Given the fluid, evolving and unpredictable nature of transnational advocacy networks, it is inherently difficult to anticipate the issues around which such networks will congeal in the future. But as the Juukan Gorge case suggests, areas of commercial activity that touch on questions of corporate power, resource extraction and indigenous and community rights are arguably most vulnerable to this kind of mobilisation. Although there are few indications of it at present, it would not be surprising to see more networked mobilisation around the ‘just transition’ in the years ahead as the world moves to a low carbon, electrified future. The mineral intensity of this transition – with demand expected to skyrocket for a wide range of metals involved in the manufacture of clean technologies – means that corporate-community encounters in the search for new mineral supplies will multiply, and the potential for corporate-community conflict over the distribution of costs and benefits of this ‘green transition’ will likewise expand, creating fertile ground for new networks to form across local, national and international scales.

Corporations are arguably poorly equipped for responding to these challenges. Their communications operations are often ‘old school’, slow moving and based on a belief that transparency and disclosure will be sufficient to foster informed and rational debate. Total, for instance, has responded to #stopEACOP  with an unusually high level of disclosure of project documentation on its website in an attempt to justify the project on the basis of the company’s “rigorous research and assessment.” However, as political anthropologist Andrew Barry has argued in relation to BP’s Baku-Tbilisi-Ceyhan (BTC) pipeline, transparency and disclosure often simply “[multiply] the surfaces on which disagreement can incubate and flourish”.

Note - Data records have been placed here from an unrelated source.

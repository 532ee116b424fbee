use crate::utils::Author;
use chrono::{Local, Offset};
use eyre::{Context, Result};
use git2::{ErrorCode, Repository, Signature, Time};
use std::fs;
use std::io::ErrorKind;
use std::path::Path;

/// Kind of change a commit records; fixes the commit message.
#[derive(Debug, Clone, Copy, PartialEq, Eq)]
pub enum Change {
    /// An active note was written.
    Export,
    /// A trashed note was written ahead of its removal.
    ExportToDelete,
    /// A trashed note was removed.
    Delete,
}

impl Change {
    pub fn message(self, filename: &str) -> String {
        match self {
            Change::Export => format!("Exported {}", filename),
            Change::ExportToDelete => format!("Exported to delete {}", filename),
            Change::Delete => format!("Deleted {}", filename),
        }
    }
}

/// How the output repository came to be.
#[derive(Debug, Clone, Copy, PartialEq, Eq)]
pub enum Bootstrap {
    Initialized,
    Opened,
}

/// Create `dir` and initialise a repository in it, or open the repository
/// already living there when the directory cannot be created.
pub fn open_or_init(dir: &Path) -> Result<(Repository, Bootstrap)> {
    match fs::create_dir(dir) {
        Ok(()) => {
            let repo = Repository::init(dir).wrap_err_with(|| {
                format!("Failed to init git repository: {}", dir.display())
            })?;
            Ok((repo, Bootstrap::Initialized))
        }
        // Any failure here means "probably exists"; opening decides for real.
        Err(e) => {
            let repo = Repository::open(dir).wrap_err_with(|| {
                if e.kind() == ErrorKind::AlreadyExists {
                    format!("Failed to open existing git repository: {}", dir.display())
                } else {
                    format!(
                        "Unable to create {} ({}) and no git repository is there",
                        dir.display(),
                        e
                    )
                }
            })?;
            Ok((repo, Bootstrap::Opened))
        }
    }
}

/// Stages single files and commits them on `HEAD`.
pub struct HistoryRecorder {
    repo: Repository,
    author: Author,
}

impl HistoryRecorder {
    pub fn new(repo: Repository, author: Author) -> Self {
        Self { repo, author }
    }

    pub fn repository(&self) -> &Repository {
        &self.repo
    }

    /// Stage `filename` (relative to the work tree) and commit it.
    pub fn record_add(&self, filename: &str, message: &str) -> Result<()> {
        let mut index = self.repo.index().wrap_err("Unable to open git index")?;
        index
            .add_path(Path::new(filename))
            .wrap_err_with(|| format!("Unable to add file to worktree: {}", filename))?;
        index
            .write()
            .wrap_err_with(|| format!("Unable to write index for: {}", filename))?;
        self.commit(&mut index, message)
            .wrap_err_with(|| format!("Unable to commit file: {}", filename))
    }

    /// Stage the removal of `filename` and commit it. The file must already
    /// be gone from disk.
    pub fn record_remove(&self, filename: &str, message: &str) -> Result<()> {
        let mut index = self.repo.index().wrap_err("Unable to open git index")?;
        index
            .remove_path(Path::new(filename))
            .wrap_err_with(|| format!("Unable to remove file from index: {}", filename))?;
        index
            .write()
            .wrap_err_with(|| format!("Unable to write index for: {}", filename))?;
        self.commit(&mut index, message)
            .wrap_err_with(|| format!("Unable to commit removal of: {}", filename))
    }

    fn commit(&self, index: &mut git2::Index, message: &str) -> Result<()> {
        let tree_id = index.write_tree().wrap_err("Unable to write tree")?;
        let tree = self.repo.find_tree(tree_id)?;
        let signature = self.signature()?;

        let parent = match self.repo.head() {
            Ok(head) => Some(head.peel_to_commit().wrap_err("HEAD is not a commit")?),
            Err(e) if matches!(e.code(), ErrorCode::UnbornBranch | ErrorCode::NotFound) => None,
            Err(e) => return Err(e).wrap_err("Unable to resolve HEAD"),
        };
        let parents: Vec<&git2::Commit> = parent.iter().collect();

        self.repo
            .commit(Some("HEAD"), &signature, &signature, message, &tree, &parents)
            .wrap_err("Unable to create commit")?;
        Ok(())
    }

    fn signature(&self) -> Result<Signature<'static>> {
        let now = Local::now();
        let offset_minutes = now.offset().fix().local_minus_utc() / 60;
        Signature::new(
            &self.author.name,
            &self.author.email,
            &Time::new(now.timestamp(), offset_minutes),
        )
        .wrap_err("Invalid commit author")
    }
}

#[cfg(test)]
mod tests {
    use super::*;
    use tempfile::TempDir;

    fn messages(repo: &Repository) -> Vec<String> {
        let mut walk = repo.revwalk().unwrap();
        walk.set_sorting(git2::Sort::TOPOLOGICAL).unwrap();
        walk.push_head().unwrap();
        walk.map(|oid| {
            let commit = repo.find_commit(oid.unwrap()).unwrap();
            commit.message().unwrap().to_string()
        })
        .collect()
    }

    #[test]
    fn messages_are_deterministic() {
        assert_eq!(Change::Export.message("a.md"), "Exported a.md");
        assert_eq!(Change::ExportToDelete.message("a.md"), "Exported to delete a.md");
        assert_eq!(Change::Delete.message("a.md"), "Deleted a.md");
    }

    #[test]
    fn fresh_directory_is_initialised_then_reopened() {
        let tmp = TempDir::new().unwrap();
        let dir = tmp.path().join("journal");

        let (_, how) = open_or_init(&dir).unwrap();
        assert_eq!(how, Bootstrap::Initialized);
        assert!(dir.join(".git").is_dir());

        let (_, how) = open_or_init(&dir).unwrap();
        assert_eq!(how, Bootstrap::Opened);
    }

    #[test]
    fn existing_plain_directory_is_an_error() {
        let tmp = TempDir::new().unwrap();
        assert!(open_or_init(tmp.path()).is_err());
    }

    #[test]
    fn add_then_remove_produces_two_commits() {
        let tmp = TempDir::new().unwrap();
        let dir = tmp.path().join("journal");
        let (repo, _) = open_or_init(&dir).unwrap();
        let recorder = HistoryRecorder::new(repo, Author::default());

        fs::write(dir.join("Note.md"), "body").unwrap();
        recorder.record_add("Note.md", "Exported to delete Note.md").unwrap();
        fs::remove_file(dir.join("Note.md")).unwrap();
        recorder.record_remove("Note.md", "Deleted Note.md").unwrap();

        let repo = recorder.repository();
        assert_eq!(
            messages(repo),
            vec!["Deleted Note.md", "Exported to delete Note.md"]
        );

        let head = repo.head().unwrap().peel_to_commit().unwrap();
        assert!(head.tree().unwrap().get_name("Note.md").is_none());
        let first = head.parent(0).unwrap();
        assert!(first.tree().unwrap().get_name("Note.md").is_some());
        assert_eq!(first.author().name(), Some("GitJournal Exporter"));
        assert_eq!(first.author().email(), Some("a@b.c"));
    }
}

In the BTC case, Barry argued, disclosure of certain facts about the project’s impacts – those that had been defined through an established industry impact assessment methodology – merely brought into relief a range of political and societal effects of the pipeline’s development that had not been the subject of BP’s disclosure or assessment, including the potential for growing inequality and corporate legitimisation of governments with limited popular legitimacy. Moreover, while greater disclosure is welcome, an emphasis on transparency and ‘informed debate’ is not well adapted to the passionate politics of today’s public discourse and the role of emotion in the mobilisation of contemporary social movements. Dealing with emotion is not the modern corporation’s strongest suit, but developing greater capacity for listening and creating platforms for more profound dialogue with stakeholders at local, national and regional levels are surely not beyond the realms of the possible.